We can get more done in less time. The very essence of ski racing is navigating a course of obstacles in as short an amount of time as possible. This ethic continues off the race course, too. The competitive mindset takes over your life. You find a way to get in a 1 hour run before your first class in college while your roommates are still sleeping. You finish the final physics exam quicker than the rest of the class simply because you can’t help it. You take on three extra curricular sports when your friends are just gonna go play video games in the dorm. You use your spring break to go summit El Capitan while others are just gonna “chill at my parents.” And later in your career, your time-management skills enable you to prepare the presentation in half the time it takes your colleague. For me, I still manage to fit in a second career as a musician at nights after I finish my career as a writer during the day. What other people look at and see as exhausting, we think of as exhilarating. We know that you don’t get inspired by lying around.
We’re not content with mediocrity. We’re taught from a young age that you can be better than who you are right now. So we constantly try to go from getting B’s to A’s, from getting 30th to getting top-10, and then from top 10 to winning. We’re not just trying to become regional director; we want to be president of the whole company. Or just start our own altogether. And we see a way that something can be done better, or faster, or more cheaply, even if no one is calling for it, we’ll find a way to make it happen. When your life is measured in 100ths of a second, you sweat the details.

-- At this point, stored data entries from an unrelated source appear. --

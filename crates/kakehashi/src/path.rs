//! Path utilities.
//!
//! Pure string functions: no I/O, no existence checks. Adapters resolve
//! caller paths with [`resolve_within_root`]; the façade splits virtual
//! paths with [`strip_prefix`].

use crate::error::{FsError, FsResult};

/// Delimiter between an adapter prefix and the adapter-relative path.
pub const DELIMITER: &str = "://";

/// Path separator convention of a backend namespace.
#[derive(Debug, Clone, Copy, PartialEq, Eq)]
pub enum Separator {
    /// Unix and SFTP style `/`.
    Slash,
    /// Windows style `\`.
    Backslash,
}

impl Separator {
    /// The separator character.
    pub fn as_char(self) -> char {
        match self {
            Separator::Slash => '/',
            Separator::Backslash => '\\',
        }
    }

    fn is_separator(self, c: char) -> bool {
        // `/` is accepted by both conventions; `\` is a legal name byte on unix.
        c == '/' || (self == Separator::Backslash && c == '\\')
    }
}

/// Detect the separator convention of a root path.
///
/// Drive-letter roots (`C:`) and roots using only backslashes are treated as
/// Windows paths; everything else uses `/`.
pub fn detect_separator(root: &str) -> Separator {
    let bytes = root.as_bytes();
    let drive = bytes.len() >= 2 && bytes[0].is_ascii_alphabetic() && bytes[1] == b':';
    if drive || (root.contains('\\') && !root.contains('/')) {
        Separator::Backslash
    } else {
        Separator::Slash
    }
}

/// Split a path into its segments, dropping empty and `.` segments.
///
/// `..` segments are kept verbatim.
pub fn split_segments(path: &str, separator: Separator) -> Vec<&str> {
    path.split(|c: char| separator.is_separator(c))
        .filter(|s| !s.is_empty() && *s != ".")
        .collect()
}

/// Join segments with the given separator.
pub fn join(segments: &[&str], separator: Separator) -> String {
    let mut out = String::new();
    for segment in segments {
        if !out.is_empty() && !out.ends_with(separator.as_char()) {
            out.push(separator.as_char());
        }
        out.push_str(segment);
    }
    out
}

/// Collapse repeated separators and `.` segments and resolve `..` lexically.
///
/// A `..` at the top of an absolute path is dropped; on a relative path it
/// is kept.
pub fn normalize(path: &str, separator: Separator) -> String {
    let absolute = path.starts_with(|c: char| separator.is_separator(c));
    let mut stack: Vec<&str> = Vec::new();
    for segment in split_segments(path, separator) {
        if segment != ".." {
            stack.push(segment);
        } else if stack.last().is_some_and(|last| *last != "..") {
            stack.pop();
        } else if !absolute {
            stack.push(segment);
        }
    }

    let joined = join(&stack, separator);
    if absolute {
        format!("{}{}", separator.as_char(), joined)
    } else {
        joined
    }
}

/// Join `relative` onto `root` using the root's separator convention.
///
/// Redundant separators and `.` segments are collapsed. `..` segments are
/// kept as-is; use [`resolve_within_root`] when containment matters.
pub fn prepend_root_path(root: &str, relative: &str) -> String {
    let separator = detect_separator(root);
    let sep = separator.as_char();

    let mut out = String::new();
    if root.starts_with(|c: char| separator.is_separator(c)) {
        out.push(sep);
    }
    for segment in split_segments(root, separator)
        .into_iter()
        .chain(split_segments(relative, separator))
    {
        if !out.is_empty() && !out.ends_with(sep) {
            out.push(sep);
        }
        out.push_str(segment);
    }

    // Bare drive ("C:") means the drive's current directory, not its root.
    if separator == Separator::Backslash && out.ends_with(':') {
        out.push(sep);
    }
    out
}

/// Lexically resolve `relative` and join it onto `root`.
///
/// `..` segments are applied against the segments before them. A `..` that
/// would climb above the root fails with [`FsError::InvalidPath`].
pub fn resolve_within_root(root: &str, relative: &str) -> FsResult<String> {
    let separator = detect_separator(root);
    let mut stack: Vec<&str> = Vec::new();
    for segment in split_segments(relative, separator) {
        if segment == ".." {
            if stack.pop().is_none() {
                return Err(FsError::invalid_path(relative, "path escapes adapter root"));
            }
        } else {
            stack.push(segment);
        }
    }
    Ok(prepend_root_path(root, &join(&stack, separator)))
}

/// Split a virtual path into `(prefix, relative)`.
///
/// Splits on the first [`DELIMITER`]. A path without a delimiter routes to
/// `default_prefix` when one is designated. The relative part always
/// borrows from `virtual_path`.
pub fn strip_prefix<'p, 'a: 'p>(
    virtual_path: &'a str,
    default_prefix: Option<&'p str>,
) -> FsResult<(&'p str, &'a str)> {
    match virtual_path.find(DELIMITER) {
        Some(0) => Err(FsError::invalid_path(virtual_path, "empty adapter prefix")),
        Some(idx) => Ok((
            &virtual_path[..idx],
            &virtual_path[idx + DELIMITER.len()..],
        )),
        None => match default_prefix {
            Some(prefix) => Ok((prefix, virtual_path)),
            None => Err(FsError::invalid_path(
                virtual_path,
                format!("missing '{}' delimiter and no default adapter", DELIMITER),
            )),
        },
    }
}

/// Build a virtual path from a prefix and an adapter-relative path.
pub fn to_virtual_path(prefix: &str, relative: &str) -> String {
    let relative = join(&split_segments(relative, Separator::Backslash), Separator::Slash);
    format!("{}{}{}", prefix, DELIMITER, relative)
}

/// Express an absolute backend path relative to `root`, with `/` separators.
///
/// Returns `None` when `absolute` does not lie under `root`.
pub fn relative_to_root(root: &str, absolute: &str) -> Option<String> {
    let separator = detect_separator(root);
    let root_segments = split_segments(root, separator);
    let segments = split_segments(absolute, separator);
    segments
        .strip_prefix(root_segments.as_slice())
        .map(|rest| join(rest, Separator::Slash))
}

/// Final segment of a path, ignoring trailing separators.
pub fn file_name(path: &str) -> &str {
    let separator = detect_separator(path);
    let trimmed = path.trim_end_matches(|c: char| separator.is_separator(c));
    trimmed
        .rsplit(|c: char| separator.is_separator(c))
        .next()
        .unwrap_or(trimmed)
}

/// Parent of an absolute path, or `None` at the root.
pub fn parent(path: &str) -> Option<String> {
    let separator = detect_separator(path);
    let segments = split_segments(path, separator);
    let (_, init) = segments.split_last()?;
    if init.is_empty() && !path.starts_with(|c: char| separator.is_separator(c)) {
        return None;
    }
    let mut out = String::new();
    if path.starts_with(|c: char| separator.is_separator(c)) {
        out.push(separator.as_char());
    }
    out.push_str(&join(init, separator));
    Some(out)
}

We dare to take the road less traveled. We get married in the French Alps. We do study-abroad programs in Tanzania. We take jobs as an engineer on an oil rig off the Alaskan coast. We guide helicopter ski trips in Canada. To this day, a few of my friends and I gather in France every other year to follow the Tour de France on bike and ride the same mountains as the greats. Even those of us who carve out quieter lives as parents still do it in towns like Boulder or Burlington, and find time to go skydiving on our birthdays. And we’re all in pretty good shape. Most of us are the same weight at 40 that we were at 18. The habits you pick up at 14 tend to stay with you for life.

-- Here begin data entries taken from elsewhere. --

//! Library half of the `kakehashi` binary: configuration, adapter
//! registration and command execution.

pub mod cli;
pub mod config;
pub mod registry;

pub use cli::{Cli, Command, run};
pub use config::{AdapterConfig, AdapterKind, AuthConfig, Config, ConfigError};
pub use registry::build_filesystem;
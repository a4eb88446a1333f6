//! In-memory adapter.
//!
//! Used for scratch space and testing. All data is ephemeral.

use async_trait::async_trait;
use parking_lot::RwLock;
use std::collections::BTreeMap;
use std::time::SystemTime;

use crate::adapter::{Adapter, AdapterCore};
use crate::error::FsResult;
use crate::model::{Directory, File};
use crate::path;

/// Entry in the memory filesystem.
#[derive(Debug, Clone)]
enum Entry {
    File { data: Vec<u8>, mtime: SystemTime },
    Directory { mtime: SystemTime },
}

/// Error raised for operations the in-memory store refuses.
#[derive(Debug, thiserror::Error)]
enum MemoryError {
    #[error("directory not empty")]
    DirectoryNotEmpty,
    #[error("cannot remove the root directory")]
    RemoveRoot,
    #[error("a file exists at '{0}'")]
    FileInTheWay(String),
}

/// In-memory adapter.
///
/// Entries are keyed by their absolute path under the root. Thread-safe via
/// an internal `RwLock`; all data is lost on [`dispose`](Adapter::dispose)
/// or drop. Listings are sorted by name.
#[derive(Debug)]
pub struct MemoryAdapter {
    core: AdapterCore,
    entries: RwLock<BTreeMap<String, Entry>>,
}

impl MemoryAdapter {
    /// Create an empty in-memory adapter rooted at `/`.
    pub fn new(prefix: impl Into<String>) -> Self {
        Self::with_root(prefix, "/")
    }

    /// Create an empty in-memory adapter with the given root.
    pub fn with_root(prefix: impl Into<String>, root: impl Into<String>) -> Self {
        let core = AdapterCore::new(prefix, root);
        let root = path::prepend_root_path(core.root_path(), "");
        let mut entries = BTreeMap::new();
        // Root directory always exists
        entries.insert(
            root,
            Entry::Directory {
                mtime: SystemTime::now(),
            },
        );
        Self {
            core,
            entries: RwLock::new(entries),
        }
    }

    fn root_key(&self) -> String {
        path::prepend_root_path(self.core.root_path(), "")
    }

    /// Direct children of `dir`, in key order.
    fn children(entries: &BTreeMap<String, Entry>, dir: &str) -> Vec<(String, Entry)> {
        entries
            .iter()
            .filter(|(key, _)| key.as_str() != dir && path::parent(key).as_deref() == Some(dir))
            .map(|(key, entry)| (key.clone(), entry.clone()))
            .collect()
    }

    /// Create every missing ancestor of `full_path`, up to the root.
    fn ensure_parents(&self, entries: &mut BTreeMap<String, Entry>, full_path: &str) -> FsResult<()> {
        let root = self.root_key();
        let mut missing = Vec::new();
        let mut current = path::parent(full_path);
        while let Some(dir) = current {
            match entries.get(&dir) {
                Some(Entry::Directory { .. }) => break,
                Some(Entry::File { .. }) => {
                    return Err(self.core.runtime(full_path, MemoryError::FileInTheWay(dir)));
                }
                None => {
                    let at_root = dir == root;
                    current = path::parent(&dir);
                    missing.push(dir);
                    if at_root {
                        break;
                    }
                }
            }
        }

        let now = SystemTime::now();
        for dir in missing {
            entries.insert(dir, Entry::Directory { mtime: now });
        }
        Ok(())
    }
}

#[async_trait]
impl Adapter for MemoryAdapter {
    fn prefix(&self) -> &str {
        self.core.prefix()
    }

    fn root_path(&self) -> &str {
        self.core.root_path()
    }

    async fn dispose(&self) -> FsResult<()> {
        let root = self.root_key();
        self.entries.write().retain(|key, _| *key == root);
        tracing::debug!(prefix = self.core.prefix(), "memory adapter cleared");
        Ok(())
    }

    async fn get_file(&self, path: &str) -> FsResult<File> {
        let full_path = self.core.resolve(path)?;
        let entries = self.entries.read();
        match entries.get(&full_path) {
            Some(Entry::File { data, mtime }) => {
                Ok(self.core.file(&full_path, data.len() as u64, Some(*mtime)))
            }
            _ => Err(self.core.file_not_found(&full_path)),
        }
    }

    async fn get_directory(&self, path: &str) -> FsResult<Directory> {
        let full_path = self.core.resolve(path)?;
        let entries = self.entries.read();
        match entries.get(&full_path) {
            Some(Entry::Directory { mtime }) => Ok(self.core.directory(&full_path, Some(*mtime))),
            _ => Err(self.core.directory_not_found(&full_path)),
        }
    }

    async fn list_files(&self, path: &str) -> FsResult<Vec<File>> {
        let dir = self.get_directory(path).await?;
        let entries = self.entries.read();
        Ok(Self::children(&entries, &dir.path)
            .into_iter()
            .filter_map(|(key, entry)| match entry {
                Entry::File { data, mtime } => {
                    Some(self.core.file(&key, data.len() as u64, Some(mtime)))
                }
                Entry::Directory { .. } => None,
            })
            .collect())
    }

    async fn list_directories(&self, path: &str) -> FsResult<Vec<Directory>> {
        let dir = self.get_directory(path).await?;
        let entries = self.entries.read();
        Ok(Self::children(&entries, &dir.path)
            .into_iter()
            .filter_map(|(key, entry)| match entry {
                Entry::Directory { mtime } => Some(self.core.directory(&key, Some(mtime))),
                Entry::File { .. } => None,
            })
            .collect())
    }

    async fn create_file(&self, path: &str) -> FsResult<File> {
        let full_path = self.core.resolve(path)?;
        let mut entries = self.entries.write();
        if entries.contains_key(&full_path) {
            return Err(self.core.file_already_exists(&full_path));
        }
        self.ensure_parents(&mut entries, &full_path)?;

        let mtime = SystemTime::now();
        entries.insert(
            full_path.clone(),
            Entry::File {
                data: Vec::new(),
                mtime,
            },
        );
        Ok(self.core.file(&full_path, 0, Some(mtime)))
    }

    async fn create_directory(&self, path: &str) -> FsResult<()> {
        let full_path = self.core.resolve(path)?;
        let mut entries = self.entries.write();

        // Check if something already exists
        match entries.get(&full_path) {
            Some(Entry::Directory { .. }) => return Ok(()),
            Some(Entry::File { .. }) => {
                return Err(self
                    .core
                    .runtime(&full_path, MemoryError::FileInTheWay(full_path.clone())));
            }
            None => {}
        }

        self.ensure_parents(&mut entries, &full_path)?;
        entries.insert(
            full_path,
            Entry::Directory {
                mtime: SystemTime::now(),
            },
        );
        Ok(())
    }

    async fn delete_file(&self, path: &str) -> FsResult<()> {
        let file = self.get_file(path).await?;
        self.entries.write().remove(&file.path);
        Ok(())
    }

    async fn delete_directory(&self, path: &str, recursive: bool) -> FsResult<()> {
        let dir = self.get_directory(path).await?;
        if dir.path == self.root_key() {
            return Err(self.core.runtime(&dir.path, MemoryError::RemoveRoot));
        }

        let mut entries = self.entries.write();
        let sep = path::detect_separator(&dir.path).as_char();
        let nested = format!("{}{}", dir.path, sep);
        let descendants: Vec<String> = entries
            .keys()
            .filter(|key| key.starts_with(&nested))
            .cloned()
            .collect();

        if !descendants.is_empty() && !recursive {
            return Err(self.core.runtime(&dir.path, MemoryError::DirectoryNotEmpty));
        }

        for key in descendants {
            entries.remove(&key);
        }
        entries.remove(&dir.path);
        Ok(())
    }

    async fn read_file(&self, path: &str) -> FsResult<Vec<u8>> {
        let full_path = self.core.resolve(path)?;
        let entries = self.entries.read();
        match entries.get(&full_path) {
            Some(Entry::File { data, .. }) => Ok(data.clone()),
            _ => Err(self.core.file_not_found(&full_path)),
        }
    }

    async fn write_file(&self, path: &str, contents: &[u8], overwrite: bool) -> FsResult<()> {
        let full_path = self.core.resolve(path)?;
        let mut entries = self.entries.write();

        match entries.get(&full_path) {
            Some(_) if !overwrite => return Err(self.core.file_already_exists(&full_path)),
            Some(Entry::Directory { .. }) => {
                return Err(self
                    .core
                    .runtime(&full_path, MemoryError::FileInTheWay(full_path.clone())));
            }
            _ => {}
        }

        self.ensure_parents(&mut entries, &full_path)?;
        entries.insert(
            full_path,
            Entry::File {
                data: contents.to_vec(),
                mtime: SystemTime::now(),
            },
        );
        Ok(())
    }

    async fn append_file(&self, path: &str, contents: &[u8]) -> FsResult<()> {
        let full_path = self.core.resolve(path)?;
        let mut entries = self.entries.write();
        match entries.get_mut(&full_path) {
            Some(Entry::File { data, mtime }) => {
                data.extend_from_slice(contents);
                *mtime = SystemTime::now();
                Ok(())
            }
            _ => Err(self.core.file_not_found(&full_path)),
        }
    }
}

We don’t scare easily. When you grow up doing 80mph down double-black diamond trails, the threat of presenting to your boss in your first job out of college doesn’t exactly give you the willies.

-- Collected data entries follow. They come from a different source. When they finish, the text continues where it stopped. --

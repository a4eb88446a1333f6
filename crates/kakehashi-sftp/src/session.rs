//! SFTP over russh.
//!
//! One SSH connection carries one session channel with the `sftp` subsystem.
//! The pair lives in a `tokio::sync::RwLock` slot: requests share a read
//! guard, connect and disconnect take the write guard.

use std::path::PathBuf;
use std::sync::Arc;
use std::time::{Duration, UNIX_EPOCH};

use async_trait::async_trait;
use kakehashi::EntryKind;
use russh::client::{self, Config, Handle};
use russh::keys::agent::client::AgentClient;
use russh::keys::{HashAlg, PrivateKeyWithHashAlg, PublicKey};
use russh::Disconnect;
use russh_sftp::client::SftpSession;
use russh_sftp::client::error::Error as ProtocolError;
use russh_sftp::protocol::{FileAttributes, OpenFlags, StatusCode};
use tokio::io::{AsyncReadExt, AsyncWriteExt};
use tokio::sync::RwLock;

use crate::client::{SftpAttrs, SftpClient, SftpEntry};
use crate::constants::{
    CONNECT_TIMEOUT, DEFAULT_SSH_PORT, SFTP_SUBSYSTEM, SSH_INACTIVITY_TIMEOUT,
    SSH_KEEPALIVE_INTERVAL, SSH_KEEPALIVE_MAX,
};
use crate::error::SftpError;

/// How to authenticate.
#[derive(Debug, Clone, Default)]
pub enum SshAuth {
    Password(String),
    KeyFile {
        path: PathBuf,
        passphrase: Option<String>,
    },
    /// Try every identity offered by `$SSH_AUTH_SOCK`.
    #[default]
    Agent,
}

/// SSH connection configuration
#[derive(Debug, Clone)]
pub struct SshConfig {
    pub host: String,
    pub port: u16,
    pub username: String,
    pub auth: SshAuth,
    /// `SHA256:...` fingerprint the server key must match. `None` accepts any key.
    pub host_key_fingerprint: Option<String>,
}

impl SshConfig {
    pub fn new(host: impl Into<String>) -> Self {
        Self {
            host: host.into(),
            port: DEFAULT_SSH_PORT,
            username: whoami::username(),
            auth: SshAuth::Agent,
            host_key_fingerprint: None,
        }
    }
}

struct ClientHandler {
    expected_fingerprint: Option<String>,
}

impl client::Handler for ClientHandler {
    type Error = SftpError;

    async fn check_server_key(
        &mut self,
        server_public_key: &PublicKey,
    ) -> Result<bool, Self::Error> {
        let actual = server_public_key.fingerprint(HashAlg::Sha256).to_string();
        match &self.expected_fingerprint {
            Some(expected) if *expected == actual => Ok(true),
            Some(expected) => Err(SftpError::HostKeyMismatch {
                expected: expected.clone(),
                actual,
            }),
            None => {
                tracing::warn!("Accepting server key without verification: {}", actual);
                Ok(true)
            }
        }
    }
}

struct Connection {
    ssh: Handle<ClientHandler>,
    sftp: SftpSession,
}

/// [`SftpClient`] backed by a real SSH server.
pub struct RusshClient {
    config: SshConfig,
    slot: RwLock<Option<Connection>>,
}

impl RusshClient {
    pub fn new(config: SshConfig) -> Self {
        Self {
            config,
            slot: RwLock::new(None),
        }
    }

    pub fn config(&self) -> &SshConfig {
        &self.config
    }

    async fn open(&self) -> Result<Connection, SftpError> {
        let config = Config {
            inactivity_timeout: Some(SSH_INACTIVITY_TIMEOUT),
            keepalive_interval: Some(SSH_KEEPALIVE_INTERVAL),
            keepalive_max: SSH_KEEPALIVE_MAX,
            ..<_>::default()
        };

        let handler = ClientHandler {
            expected_fingerprint: self.config.host_key_fingerprint.clone(),
        };
        let addr = (self.config.host.as_str(), self.config.port);
        let mut ssh = client::connect(Arc::new(config), addr, handler).await?;

        tracing::info!(
            "Connected to {}:{}, attempting authentication",
            self.config.host,
            self.config.port
        );
        self.authenticate(&mut ssh).await?;

        let channel = ssh
            .channel_open_session()
            .await
            .map_err(|e| SftpError::ChannelFailed(format!("session: {}", e)))?;
        channel
            .request_subsystem(true, SFTP_SUBSYSTEM)
            .await
            .map_err(|e| SftpError::ChannelFailed(format!("subsystem: {}", e)))?;
        let sftp = SftpSession::new(channel.into_stream())
            .await
            .map_err(|e| SftpError::ChannelFailed(format!("sftp init: {}", e)))?;

        Ok(Connection { ssh, sftp })
    }

    async fn authenticate(&self, ssh: &mut Handle<ClientHandler>) -> Result<(), SftpError> {
        let username = &self.config.username;
        let hash_alg = ssh.best_supported_rsa_hash().await.ok().flatten().flatten();

        let accepted = match &self.config.auth {
            SshAuth::Password(password) => ssh
                .authenticate_password(username, password)
                .await?
                .success(),
            SshAuth::KeyFile { path, passphrase } => {
                let key = russh::keys::load_secret_key(path, passphrase.as_deref())
                    .map_err(|e| SftpError::AuthFailed(format!("{}: {}", path.display(), e)))?;
                ssh.authenticate_publickey(
                    username,
                    PrivateKeyWithHashAlg::new(Arc::new(key), hash_alg),
                )
                .await?
                .success()
            }
            SshAuth::Agent => self.authenticate_with_agent(ssh, hash_alg).await?,
        };

        if !accepted {
            return Err(SftpError::AuthFailed(format!(
                "server rejected credentials for {}",
                username
            )));
        }
        tracing::info!("Authenticated as {}", username);
        Ok(())
    }

    async fn authenticate_with_agent(
        &self,
        ssh: &mut Handle<ClientHandler>,
        hash_alg: Option<HashAlg>,
    ) -> Result<bool, SftpError> {
        let mut agent = AgentClient::connect_env()
            .await
            .map_err(|e| SftpError::AgentFailed(e.to_string()))?;
        let keys = agent
            .request_identities()
            .await
            .map_err(|e| SftpError::AgentFailed(e.to_string()))?;
        if keys.is_empty() {
            return Err(SftpError::NoKeysAvailable);
        }

        for key in keys {
            let fingerprint = key.fingerprint(HashAlg::Sha256);
            tracing::debug!("Trying key: {}", fingerprint);
            match ssh
                .authenticate_publickey_with(&self.config.username, key, hash_alg, &mut agent)
                .await
            {
                Ok(result) if result.success() => return Ok(true),
                Ok(_) => tracing::debug!("Key {} rejected", fingerprint),
                Err(e) => tracing::warn!("Auth error with key {}: {}", fingerprint, e),
            }
        }
        Ok(false)
    }
}

fn translate(path: &str, e: ProtocolError) -> SftpError {
    match e {
        ProtocolError::Status(status) if status.status_code == StatusCode::NoSuchFile => {
            SftpError::NoSuchFile(path.to_string())
        }
        other => SftpError::Protocol(format!("{}: {}", path, other)),
    }
}

fn io_error(path: &str, e: std::io::Error) -> SftpError {
    SftpError::Protocol(format!("{}: {}", path, e))
}

fn to_attrs(attrs: &FileAttributes) -> SftpAttrs {
    let kind = if attrs.is_dir() {
        EntryKind::Directory
    } else if attrs.is_regular() {
        EntryKind::File
    } else {
        EntryKind::Other
    };
    SftpAttrs {
        kind,
        size: attrs.size.unwrap_or(0),
        modified: attrs
            .mtime
            .map(|secs| UNIX_EPOCH + Duration::from_secs(u64::from(secs))),
    }
}

/// A link whose target is gone lists as `Other`; any other failure propagates.
fn dangling_link(e: SftpError) -> Result<SftpAttrs, SftpError> {
    if e.is_not_found() {
        Ok(SftpAttrs {
            kind: EntryKind::Other,
            size: 0,
            modified: None,
        })
    } else {
        Err(e)
    }
}

/// Borrow the live SFTP session or fail with `NotConnected`.
macro_rules! session {
    ($guard:expr) => {
        match $guard.as_ref() {
            Some(connection) => &connection.sftp,
            None => return Err(SftpError::NotConnected),
        }
    };
}

#[async_trait]
impl SftpClient for RusshClient {
    async fn is_connected(&self) -> bool {
        self.slot
            .read()
            .await
            .as_ref()
            .map(|c| !c.ssh.is_closed())
            .unwrap_or(false)
    }

    async fn connect(&self) -> Result<(), SftpError> {
        let mut slot = self.slot.write().await;
        if slot.as_ref().is_some_and(|c| !c.ssh.is_closed()) {
            return Ok(());
        }
        let connection = tokio::time::timeout(CONNECT_TIMEOUT, self.open())
            .await
            .map_err(|_| SftpError::Timeout(CONNECT_TIMEOUT))??;
        *slot = Some(connection);
        Ok(())
    }

    async fn disconnect(&self) -> Result<(), SftpError> {
        let Some(connection) = self.slot.write().await.take() else {
            return Ok(());
        };
        if let Err(e) = connection.sftp.close().await {
            tracing::debug!("SFTP close failed: {}", e);
        }
        connection
            .ssh
            .disconnect(Disconnect::ByApplication, "Client disconnecting", "en")
            .await?;
        Ok(())
    }

    async fn stat(&self, path: &str) -> Result<SftpAttrs, SftpError> {
        let guard = self.slot.read().await;
        let sftp = session!(guard);
        let attrs = sftp.metadata(path).await.map_err(|e| translate(path, e))?;
        Ok(to_attrs(&attrs))
    }

    async fn list(&self, path: &str) -> Result<Vec<SftpEntry>, SftpError> {
        let guard = self.slot.read().await;
        let sftp = session!(guard);
        let entries = sftp.read_dir(path).await.map_err(|e| translate(path, e))?;

        let mut out = Vec::new();
        for entry in entries {
            let name = entry.file_name();
            if name == "." || name == ".." {
                continue;
            }
            let meta = entry.metadata();
            let symlink = meta.is_symlink();
            let attrs = if symlink {
                let child = kakehashi::path::prepend_root_path(path, &name);
                match sftp.metadata(child.as_str()).await {
                    Ok(target) => to_attrs(&target),
                    Err(e) => dangling_link(translate(&child, e))?,
                }
            } else {
                to_attrs(&meta)
            };
            out.push(SftpEntry {
                name,
                attrs,
                symlink,
            });
        }
        out.sort_by(|a, b| a.name.cmp(&b.name));
        Ok(out)
    }

    async fn create_dir(&self, path: &str) -> Result<(), SftpError> {
        let guard = self.slot.read().await;
        session!(guard)
            .create_dir(path)
            .await
            .map_err(|e| translate(path, e))
    }

    async fn remove_file(&self, path: &str) -> Result<(), SftpError> {
        let guard = self.slot.read().await;
        session!(guard)
            .remove_file(path)
            .await
            .map_err(|e| translate(path, e))
    }

    async fn remove_dir(&self, path: &str) -> Result<(), SftpError> {
        let guard = self.slot.read().await;
        session!(guard)
            .remove_dir(path)
            .await
            .map_err(|e| translate(path, e))
    }

    async fn read(&self, path: &str) -> Result<Vec<u8>, SftpError> {
        let guard = self.slot.read().await;
        let mut file = session!(guard)
            .open(path)
            .await
            .map_err(|e| translate(path, e))?;
        let mut buf = Vec::new();
        file.read_to_end(&mut buf)
            .await
            .map_err(|e| io_error(path, e))?;
        Ok(buf)
    }

    async fn write(&self, path: &str, data: &[u8]) -> Result<(), SftpError> {
        let flags = OpenFlags::CREATE | OpenFlags::TRUNCATE | OpenFlags::WRITE;
        let guard = self.slot.read().await;
        let mut file = session!(guard)
            .open_with_flags(path, flags)
            .await
            .map_err(|e| translate(path, e))?;
        file.write_all(data).await.map_err(|e| io_error(path, e))?;
        file.shutdown().await.map_err(|e| io_error(path, e))
    }

    async fn append(&self, path: &str, data: &[u8]) -> Result<(), SftpError> {
        let flags = OpenFlags::WRITE | OpenFlags::APPEND;
        let guard = self.slot.read().await;
        let mut file = session!(guard)
            .open_with_flags(path, flags)
            .await
            .map_err(|e| translate(path, e))?;
        file.write_all(data).await.map_err(|e| io_error(path, e))?;
        file.shutdown().await.map_err(|e| io_error(path, e))
    }

    async fn create_new(&self, path: &str) -> Result<(), SftpError> {
        let flags = OpenFlags::CREATE | OpenFlags::EXCLUDE | OpenFlags::WRITE;
        let guard = self.slot.read().await;
        let mut file = session!(guard)
            .open_with_flags(path, flags)
            .await
            .map_err(|e| translate(path, e))?;
        file.shutdown().await.map_err(|e| io_error(path, e))
    }
}

#[cfg(test)]
mod tests {
    use super::*;

    #[test]
    fn test_config_defaults() {
        let config = SshConfig::new("files.example.com");
        assert_eq!(config.port, 22);
        assert!(matches!(config.auth, SshAuth::Agent));
        assert!(config.host_key_fingerprint.is_none());
    }

    #[test]
    fn test_link_target_errors() {
        let attrs = dangling_link(SftpError::NoSuchFile("/t/link".into())).unwrap();
        assert_eq!(attrs.kind, EntryKind::Other);

        let err = dangling_link(SftpError::Protocol("/t/link: permission denied".into()));
        assert!(matches!(err, Err(SftpError::Protocol(_))));
        assert!(matches!(
            dangling_link(SftpError::NotConnected),
            Err(SftpError::NotConnected)
        ));
    }

    #[tokio::test]
    async fn test_requests_before_connect_fail() {
        let client = RusshClient::new(SshConfig::new("localhost"));
        assert!(!client.is_connected().await);
        assert!(matches!(
            client.stat("/tmp").await,
            Err(SftpError::NotConnected)
        ));
        client.disconnect().await.unwrap();
    }
}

And lastly, we’re well rounded. Sure there’s an obsession over ski racing. But since you can’t ski year round, you’d better pick up soccer or lacrosse or running or bike racing to stay in shape. And my school encouraged the arts with a yearly theatrical production. I played guitar for a school band, took on a dance part in a musical, and contributed essays to the school paper. These latter activities formed the basis of my two careers today.
So while going to a ski academy might not have given me a career in skiing, it gave me everything else I love about my life. From inspiring self-reliance, to a driven work ethic, to an endless zeal for life and more, you can pick up a lot more than just better ski technique by spending a few years at some crazy ski academy off in the boonies.